In this exercise, each record below is to be written out again exactly.

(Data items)

──────────

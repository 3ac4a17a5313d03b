//! The simulation scheduler: two independent cadences over the shared
//! world, never driven by player input.

use std::sync::Arc;
use std::time::Duration;

use tracing::info;

use crate::world::World;

/// Run forever, resolving one combat round per combat tick and one respawn
/// sweep per repop tick.
pub async fn run(world: Arc<World>, combat_tick_ms: u64, repop_tick_ms: u64) {
    info!(combat_tick_ms, repop_tick_ms, "ticker running");

    let mut combat = tokio::time::interval(Duration::from_millis(combat_tick_ms));
    let mut repop = tokio::time::interval(Duration::from_millis(repop_tick_ms));
    // Swallow the immediate first fire of each interval; the first real
    // tick lands one full period after startup.
    combat.tick().await;
    repop.tick().await;

    loop {
        tokio::select! {
            _ = combat.tick() => world.combat_tick().await,
            _ = repop.tick() => world.respawn_tick().await,
        }
    }
}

──────────

— EXPECTED OUTPUT —
repository 3ac4a17a5313d03b
//! The simulation scheduler: two independent cadences over the shared
//! world, never driven by player input.

use std::sync::Arc;
use std::time::Duration;

use tracing::info;

use crate::world::World;

/// Run forever, resolving one combat round per combat tick and one respawn
/// sweep per repop tick.
pub async fn run(world: Arc<World>, combat_tick_ms: u64, repop_tick_ms: u64) {
    info!(combat_tick_ms, repop_tick_ms, "ticker running");

    let mut combat = tokio::time::interval(Duration::from_millis(combat_tick_ms));
    let mut repop = tokio::time::interval(Duration::from_millis(repop_tick_ms));
    // Swallow the immediate first fire of each interval; the first real
    // tick lands one full period after startup.
    combat.tick().await;
    repop.tick().await;

    loop {
        tokio::select! {
            _ = combat.tick() => world.combat_tick().await,
            _ = repop.tick() => world.respawn_tick().await,
        }
    }
}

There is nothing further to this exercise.